Your answer should be the lines below from the one holding "other => Err(StoreError::InvalidInput" through the one holding "filename crates/cw-serve/src/routes/stats.rs", copied exactly and with nothing else.

Collected data:
◆ ◆ ◆ ◆ ◆
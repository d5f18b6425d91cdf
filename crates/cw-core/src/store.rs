use crate::error::CallwatchError;
use crate::events::EventRepository;

pub trait Store {
    type Events<'a>: EventRepository
    where
        Self: 'a;

    fn events(&self) -> Self::Events<'_>;

    fn with_tx<F, T>(&self, f: F) -> Result<T, CallwatchError>
    where
        F: FnOnce(&Self) -> Result<T, CallwatchError>;
}
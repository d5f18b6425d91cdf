use chrono::{DateTime, Utc};
use cw_core::StoreError;
use serde::Serialize;
use serde::de::DeserializeOwned;
use serde_json::Value;

pub fn unavailable(err: impl std::fmt::Display) -> StoreError {
    StoreError::Unavailable {
        message: err.to_string(),
    }
}

pub fn invalid(err: impl std::fmt::Display) -> StoreError {
    StoreError::InvalidInput {
        message: err.to_string(),
    }
}

pub fn to_rfc3339(value: &DateTime<Utc>) -> String {
    value.to_rfc3339()
}

pub fn from_rfc3339(value: &str) -> Result<DateTime<Utc>, StoreError> {
    DateTime::parse_from_rfc3339(value)
        .map(|dt| dt.with_timezone(&Utc))
        .map_err(|_| StoreError::InvalidInput {
            message: format!("invalid timestamp: {value}"),
        })
}

pub fn encode_json<T: Serialize>(value: &T) -> Result<String, StoreError> {
    serde_json::to_string(value).map_err(invalid)
}

pub fn decode_json<T: DeserializeOwned>(value: &str) -> Result<T, StoreError> {
    serde_json::from_str(value).map_err(invalid)
}

pub fn encode_enum<T: Serialize>(value: &T) -> Result<String, StoreError> {
    let json = serde_json::to_value(value).map_err(invalid)?;
    match json {
        Value::String(value) => Ok(value),
        other => Err(StoreError::InvalidInput {
            message: format!("invalid enum value: {other}"),
        }),
    }
}

pub fn decode_enum<T: DeserializeOwned>(value: &str) -> Result<T, StoreError> {
    serde_json::from_value(Value::String(value.to_string())).map_err(invalid)
}
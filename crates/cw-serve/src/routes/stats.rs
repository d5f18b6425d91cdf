use crate::routes::error::map_error;
use crate::{AppState, build_aggregator};
use axum::extract::{Query, State};
use axum::response::{IntoResponse, Response};
use axum::routing::get;
use axum::{Json, Router};
use chrono::{NaiveDate, NaiveTime};
use cw_core::error::CallwatchError;
use cw_core::types::io::WindowQuery;
use cw_core::types::stats::{DailySummary, PeriodStats, WindowCounts};
use cw_core::stats::{daily_summary, monthly_summary};
use cw_provider::{CallDirection, TimeWindow};
use utoipa::{IntoParams, ToSchema};

#[derive(Debug, serde::Deserialize, ToSchema, IntoParams)]
pub struct DailyQuery {
    date: NaiveDate,
    direction: Option<CallDirection>,
}

#[derive(Debug, serde::Deserialize, ToSchema, IntoParams)]
pub struct MonthlyQuery {
    year: i32,
    month: u32,
}

pub fn router(state: AppState) -> Router {
    Router::new()
        .route("/stats", get(window_counts))
        .route("/stats/daily", get(daily))
        .route("/stats/monthly", get(monthly))
        .with_state(state)
}

#[utoipa::path(
    get,
    path = "/api/stats",
    params(WindowQuery),
    responses((status = 200, body = WindowCounts))
)]
pub(crate) async fn window_counts(
    State(state): State<AppState>,
    Query(query): Query<WindowQuery>,
) -> Response {
    let aggregator = match build_aggregator(&state) {
        Ok(aggregator) => aggregator,
        Err(err) => return map_error(&err, None).into_response(),
    };
    match aggregator.stats().window(query) {
        Ok(counts) => Json(counts).into_response(),
        Err(err) => map_error(&err, None).into_response(),
    }
}

#[utoipa::path(
    get,
    path = "/api/stats/daily",
    params(DailyQuery),
    responses((status = 200, body = DailySummary))
)]
pub(crate) async fn daily(
    State(state): State<AppState>,
    Query(query): Query<DailyQuery>,
) -> Response {
    let window = day_window(query.date);
    match state
        .provider
        .list_call_records(window, query.direction)
        .await
    {
        Ok(records) => Json(daily_summary(&records, query.date, query.direction)).into_response(),
        Err(err) => map_error(&CallwatchError::Provider(err), None).into_response(),
    }
}

#[utoipa::path(
    get,
    path = "/api/stats/monthly",
    params(MonthlyQuery),
    responses((status = 200, body = PeriodStats))
)]
pub(crate) async fn monthly(
    State(state): State<AppState>,
    Query(query): Query<MonthlyQuery>,
) -> Response {
    let Some(window) = month_window(query.year, query.month) else {
        let err = CallwatchError::Internal {
            message: format!("invalid calendar month: {}-{}", query.year, query.month),
        };
        return map_error(&err, None).into_response();
    };
    match state.provider.list_call_records(window, None).await {
        Ok(records) => {
            Json(monthly_summary(&records, query.year, query.month)).into_response()
        }
        Err(err) => map_error(&CallwatchError::Provider(err), None).into_response(),
    }
}

fn day_window(date: NaiveDate) -> TimeWindow {
    let since = date.and_time(NaiveTime::MIN).and_utc();
    let until = (date + chrono::Days::new(1)).and_time(NaiveTime::MIN).and_utc();
    TimeWindow { since, until }
}

fn month_window(year: i32, month: u32) -> Option<TimeWindow> {
    let first = NaiveDate::from_ymd_opt(year, month, 1)?;
    let next = if month == 12 {
        NaiveDate::from_ymd_opt(year + 1, 1, 1)?
    } else {
        NaiveDate::from_ymd_opt(year, month + 1, 1)?
    };
    Some(TimeWindow {
        since: first.and_time(NaiveTime::MIN).and_utc(),
        until: next.and_time(NaiveTime::MIN).and_utc(),
    })
}

#[cfg(test)]
mod tests {
    use super::*;

    #[test]
    fn day_window_spans_one_utc_day() {
        let date = NaiveDate::from_ymd_opt(2026, 3, 1).unwrap();
        let window = day_window(date);
        assert_eq!(window.since.to_rfc3339(), "2026-03-01T00:00:00+00:00");
        assert_eq!(window.until.to_rfc3339(), "2026-03-02T00:00:00+00:00");
    }

    #[test]
    fn month_window_wraps_december() {
        let window = month_window(2026, 12).unwrap();
        assert_eq!(window.until.to_rfc3339(), "2027-01-01T00:00:00+00:00");
    }

    #[test]
    fn invalid_month_is_rejected() {
        assert!(month_window(2026, 13).is_none());
        assert!(month_window(2026, 0).is_none());
    }
}
use crate::types::stats::{
    CallStats, DailySummary, DayRow, InboundStats, OutboundStats, OverallStats, PeriodStats,
};
use chrono::{Datelike, NaiveDate};
use cw_provider::{CallDirection, CallRecord};
use std::collections::BTreeMap;

const ANSWERED_STATUSES: &[&str] = &["completed", "answered"];
const FAILED_STATUSES: &[&str] = &["failed", "busy", "no-answer", "canceled"];

pub fn summarize(records: &[CallRecord]) -> CallStats {
    let inbound: Vec<&CallRecord> = records
        .iter()
        .filter(|record| record.direction == CallDirection::Inbound)
        .collect();
    let outbound: Vec<&CallRecord> = records
        .iter()
        .filter(|record| record.direction == CallDirection::Outbound)
        .collect();

    let inbound = inbound_stats(&inbound);
    let outbound = outbound_stats(&outbound);
    let overall = OverallStats {
        total_calls: inbound.total + outbound.total,
        total_duration: inbound.total_duration + outbound.total_duration,
    };

    CallStats {
        inbound,
        outbound,
        overall,
    }
}

pub fn daily_summary(
    records: &[CallRecord],
    date: NaiveDate,
    direction: Option<CallDirection>,
) -> DailySummary {
    let filtered: Vec<CallRecord> = records
        .iter()
        .filter(|record| record_date(record) == Some(date))
        .filter(|record| direction.is_none_or(|wanted| record.direction == wanted))
        .cloned()
        .collect();
    DailySummary {
        date,
        stats: summarize(&filtered),
    }
}

pub fn monthly_summary(records: &[CallRecord], year: i32, month: u32) -> PeriodStats {
    let filtered: Vec<CallRecord> = records
        .iter()
        .filter(|record| {
            record_date(record)
                .is_some_and(|date| date.year() == year && date.month() == month)
        })
        .cloned()
        .collect();

    let mut by_day: BTreeMap<NaiveDate, (u64, i64)> = BTreeMap::new();
    for record in &filtered {
        let Some(date) = record_date(record) else {
            continue;
        };
        let entry = by_day.entry(date).or_insert((0, 0));
        entry.0 += 1;
        entry.1 += record.duration.max(0);
    }

    PeriodStats {
        year,
        month,
        stats: summarize(&filtered),
        days: by_day
            .into_iter()
            .map(|(date, (total_calls, total_duration))| DayRow {
                date,
                total_calls,
                total_duration,
            })
            .collect(),
    }
}

fn record_date(record: &CallRecord) -> Option<NaiveDate> {
    record.start_time.map(|start| start.date_naive())
}

fn inbound_stats(records: &[&CallRecord]) -> InboundStats {
    let total = records.len() as u64;
    let answered = records
        .iter()
        .filter(|record| ANSWERED_STATUSES.contains(&record.status.as_str()))
        .count() as u64;
    let missed = total - answered;
    let (total_duration, max_duration) = durations(records);

    InboundStats {
        total,
        answered,
        missed,
        missed_ratio: ratio(missed, total),
        total_duration,
        avg_duration: average(total_duration, answered),
        max_duration,
    }
}

fn outbound_stats(records: &[&CallRecord]) -> OutboundStats {
    let total = records.len() as u64;
    let completed = records
        .iter()
        .filter(|record| record.status == "completed")
        .count() as u64;
    let failed = records
        .iter()
        .filter(|record| FAILED_STATUSES.contains(&record.status.as_str()))
        .count() as u64;
    let (total_duration, max_duration) = durations(records);

    OutboundStats {
        total,
        completed,
        failed,
        total_duration,
        avg_duration: average(total_duration, completed),
        max_duration,
    }
}

fn durations(records: &[&CallRecord]) -> (i64, i64) {
    let total = records.iter().map(|record| record.duration.max(0)).sum();
    let max = records
        .iter()
        .map(|record| record.duration.max(0))
        .max()
        .unwrap_or(0);
    (total, max)
}

fn ratio(part: u64, whole: u64) -> f64 {
    if whole == 0 {
        0.0
    } else {
        part as f64 / whole as f64
    }
}

fn average(total: i64, count: u64) -> f64 {
    if count == 0 {
        0.0
    } else {
        total as f64 / count as f64
    }
}

#[cfg(test)]
mod tests {
    use super::*;
    use chrono::{TimeZone, Utc};

    fn record(
        sid: &str,
        direction: CallDirection,
        status: &str,
        duration: i64,
        day: u32,
    ) -> CallRecord {
        CallRecord {
            sid: sid.to_string(),
            to_number: Some("+15550100".to_string()),
            from_number: Some("+15550199".to_string()),
            status: status.to_string(),
            duration,
            start_time: Some(Utc.with_ymd_and_hms(2026, 3, day, 10, 30, 0).unwrap()),
            end_time: None,
            direction,
        }
    }

    #[test]
    fn empty_input_yields_zeroes_not_nan() {
        let stats = summarize(&[]);
        assert_eq!(stats.inbound.total, 0);
        assert_eq!(stats.inbound.missed_ratio, 0.0);
        assert_eq!(stats.inbound.avg_duration, 0.0);
        assert_eq!(stats.outbound.avg_duration, 0.0);
        assert_eq!(stats.overall.total_calls, 0);
    }

    #[test]
    fn splits_directions_and_counts_outcomes() {
        let records = vec![
            record("a", CallDirection::Inbound, "completed", 60, 1),
            record("b", CallDirection::Inbound, "no-answer", 0, 1),
            record("c", CallDirection::Inbound, "answered", 30, 2),
            record("d", CallDirection::Outbound, "completed", 120, 1),
            record("e", CallDirection::Outbound, "busy", 0, 2),
        ];
        let stats = summarize(&records);

        assert_eq!(stats.inbound.total, 3);
        assert_eq!(stats.inbound.answered, 2);
        assert_eq!(stats.inbound.missed, 1);
        assert!((stats.inbound.missed_ratio - 1.0 / 3.0).abs() < 1e-9);
        assert_eq!(stats.inbound.total_duration, 90);
        assert_eq!(stats.inbound.avg_duration, 45.0);
        assert_eq!(stats.inbound.max_duration, 60);

        assert_eq!(stats.outbound.total, 2);
        assert_eq!(stats.outbound.completed, 1);
        assert_eq!(stats.outbound.failed, 1);
        assert_eq!(stats.outbound.avg_duration, 120.0);

        assert_eq!(stats.overall.total_calls, 5);
        assert_eq!(stats.overall.total_duration, 210);
    }

    #[test]
    fn output_is_independent_of_record_order() {
        let mut records = vec![
            record("a", CallDirection::Inbound, "completed", 60, 1),
            record("b", CallDirection::Outbound, "failed", 0, 1),
            record("c", CallDirection::Inbound, "no-answer", 0, 2),
        ];
        let forward = summarize(&records);
        records.reverse();
        let backward = summarize(&records);
        assert_eq!(forward, backward);
    }

    #[test]
    fn daily_summary_filters_to_the_requested_day() {
        let records = vec![
            record("a", CallDirection::Inbound, "completed", 60, 1),
            record("b", CallDirection::Inbound, "completed", 30, 2),
        ];
        let date = NaiveDate::from_ymd_opt(2026, 3, 1).unwrap();
        let summary = daily_summary(&records, date, None);
        assert_eq!(summary.stats.inbound.total, 1);
        assert_eq!(summary.stats.inbound.total_duration, 60);
    }

    #[test]
    fn daily_summary_applies_direction_filter() {
        let records = vec![
            record("a", CallDirection::Inbound, "completed", 60, 1),
            record("b", CallDirection::Outbound, "completed", 30, 1),
        ];
        let date = NaiveDate::from_ymd_opt(2026, 3, 1).unwrap();
        let summary = daily_summary(&records, date, Some(CallDirection::Outbound));
        assert_eq!(summary.stats.inbound.total, 0);
        assert_eq!(summary.stats.outbound.total, 1);
    }

    #[test]
    fn monthly_summary_buckets_by_utc_day() {
        let records = vec![
            record("a", CallDirection::Inbound, "completed", 60, 1),
            record("b", CallDirection::Inbound, "completed", 30, 1),
            record("c", CallDirection::Outbound, "completed", 10, 5),
        ];
        let period = monthly_summary(&records, 2026, 3);
        assert_eq!(period.stats.overall.total_calls, 3);
        assert_eq!(period.days.len(), 2);
        assert_eq!(period.days[0].total_calls, 2);
        assert_eq!(period.days[0].total_duration, 90);
        assert_eq!(period.days[1].total_calls, 1);
    }

    #[test]
    fn monthly_summary_excludes_other_months() {
        let in_month = record("a", CallDirection::Inbound, "completed", 60, 1);
        let mut other = record("b", CallDirection::Inbound, "completed", 60, 1);
        other.start_time = Some(Utc.with_ymd_and_hms(2026, 4, 1, 0, 0, 0).unwrap());
        let period = monthly_summary(&[in_month, other], 2026, 3);
        assert_eq!(period.stats.overall.total_calls, 1);
    }

    #[test]
    fn records_without_start_time_are_skipped_in_buckets() {
        let mut record = record("a", CallDirection::Inbound, "completed", 60, 1);
        record.start_time = None;
        let period = monthly_summary(&[record], 2026, 3);
        assert_eq!(period.stats.overall.total_calls, 0);
        assert!(period.days.is_empty());
    }
}
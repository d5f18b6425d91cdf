use axum::routing::get;
use axum::{Json, Router};
use chrono::{DateTime, Utc};
use serde::Serialize;
use utoipa::ToSchema;

#[derive(Debug, Serialize, ToSchema)]
pub struct Health {
    pub status: &'static str,
    pub time: DateTime<Utc>,
}

pub fn router() -> Router {
    Router::new().route("/health", get(health))
}

#[utoipa::path(
    get,
    path = "/api/health",
    responses((status = 200, body = Health))
)]
pub(crate) async fn health() -> Json<Health> {
    Json(Health {
        status: "ok",
        time: Utc::now(),
    })
}
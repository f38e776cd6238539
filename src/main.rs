use std::path::PathBuf;
use std::sync::Arc;
use std::time::Duration;

use anyhow::{Context, Result};
use chrono::Utc;
use clap::Parser;
use url::Url;

use lurker::app::App;
use lurker::config::Config;
use lurker::core::categories;
use lurker::core::notify::NotificationSink;
use lurker::remote::RemoteGateway;
use lurker::storage::{keys, Storage, StorageError};
use lurker::util::text;

/// Get the config directory path (~/.config/lurker/)
fn get_config_dir() -> Result<PathBuf> {
    let home = std::env::var("HOME").context("HOME environment variable not set")?;
    Ok(PathBuf::from(home).join(".config").join("lurker"))
}

#[derive(Parser, Debug)]
#[command(name = "lurker", about = "Polling topic-feed client for Discourse forums")]
struct Args {
    /// Config file path (default: ~/.config/lurker/config.toml)
    #[arg(long, value_name = "FILE")]
    config: Option<PathBuf>,

    /// Override the forum base URL from the config
    #[arg(long, value_name = "URL")]
    base_url: Option<String>,

    /// Poll once, print the topic list, and exit
    #[arg(long)]
    once: bool,

    /// Reset database (delete and recreate)
    #[arg(long)]
    reset_db: bool,
}

/// Prints notifications to the terminal. Desktop integration would slot in
/// behind the same trait.
struct TerminalNotifier;

impl NotificationSink for TerminalNotifier {
    fn notify(&self, text: &str) {
        println!("*** New topic: {}", text);
        tracing::info!(title = text, "Notification fired");
    }
}

#[tokio::main]
async fn main() -> Result<()> {
    // Initialize tracing for debug logging
    tracing_subscriber::fmt()
        .with_env_filter(tracing_subscriber::EnvFilter::from_default_env())
        .init();

    let args = Args::parse();

    // Set up config directory
    let config_dir = get_config_dir()?;
    if !config_dir.exists() {
        std::fs::create_dir_all(&config_dir).context("Failed to create config directory")?;
        println!("Created config directory: {}", config_dir.display());
    }

    let config_path = args
        .config
        .unwrap_or_else(|| config_dir.join("config.toml"));
    let db_path = config_dir.join("lurker.db");

    // Handle --reset-db flag
    if args.reset_db && db_path.exists() {
        std::fs::remove_file(&db_path).context("Failed to delete database")?;
        println!("Database reset.");
    }

    // Open database
    let db_path_str = db_path
        .to_str()
        .ok_or_else(|| anyhow::anyhow!("Invalid UTF-8 in database path"))?;
    let store = match Storage::open(db_path_str).await {
        Ok(store) => store,
        Err(StorageError::InstanceLocked) => {
            eprintln!(
                "Error: Another instance of lurker appears to be running. Please close it and try again."
            );
            std::process::exit(1);
        }
        Err(e) => {
            return Err(anyhow::anyhow!("Failed to open database: {}", e));
        }
    };

    // Layer config: file on disk, then the stored override from the last
    // in-app edit, then CLI flags.
    let mut config = Config::load(&config_path)
        .with_context(|| format!("Failed to load config from {}", config_path.display()))?;
    let stored = store.get(keys::CONFIG).await.unwrap_or_else(|e| {
        tracing::warn!(error = %e, "Failed to read stored config override");
        None
    });
    config = config.apply_stored_override(stored.as_deref());
    if let Some(base_url) = args.base_url {
        config.base_url = base_url;
    }

    let base_url = Url::parse(&config.base_url)
        .with_context(|| format!("Invalid base URL: {}", config.base_url))?;

    let client = reqwest::Client::builder()
        .user_agent(concat!("lurker/", env!("CARGO_PKG_VERSION")))
        .build()
        .context("Failed to build HTTP client")?;
    let gateway = RemoteGateway::new(client, base_url);

    let mut app = App::load(config, gateway, store, Arc::new(TerminalNotifier)).await;
    app.seed_bookmarks().await;

    // Poll loop. --once and auto_poll=false both degrade to a single cycle.
    loop {
        match app.poll().await {
            Ok(outcome) => {
                render(&app);
                println!(
                    "  {} topics ({} new, {} unread)",
                    outcome.fetched,
                    outcome.new,
                    app.unread_count()
                );
            }
            Err(e) => {
                eprintln!("Refresh failed: {}", e);
                tracing::warn!(error = %e, "Poll cycle failed");
            }
        }

        // Interval 0 means manual refresh only, which degrades to one cycle
        // in a non-interactive run.
        let interval = app.config.polling_interval_secs;
        if args.once || !app.settings.auto_poll || interval == 0 {
            break;
        }
        tokio::time::sleep(Duration::from_secs(interval)).await;
    }

    Ok(())
}

/// Print the projected topic list.
fn render(app: &App) {
    let now = Utc::now();
    let low_data = app.config.low_data_mode;

    for topic in app.visible_topics() {
        let read_marker = if app.is_read(topic) { ' ' } else { '*' };
        let bookmark_marker = if app.state.bookmark_ids.contains(&topic.id) {
            'B'
        } else {
            ' '
        };

        let category = topic
            .category_id
            .and_then(categories::by_id)
            .map(|c| c.name)
            .unwrap_or("-");

        if low_data {
            println!("{}{} [{}] {}", read_marker, bookmark_marker, category, topic.title);
        } else {
            println!(
                "{}{} [{}] {}  ({} views, {} replies, {})",
                read_marker,
                bookmark_marker,
                category,
                topic.title,
                text::format_count(topic.views),
                text::format_count(topic.reply_count),
                text::format_age(topic.last_activity_at, now),
            );
        }
    }
}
◆ ◆ ◆ ◆ ◆
> [ANSWER TO THIS EXERCISE]
        other => Err(StoreError::InvalidInput {
            message: format!("invalid enum value: {other}"),
        }),
    }
}

pub fn decode_enum<T: DeserializeOwned>(value: &str) -> Result<T, StoreError> {
    serde_json::from_value(Value::String(value.to_string())).map_err(invalid)
}
filename crates/cw-serve/src/routes/stats.rs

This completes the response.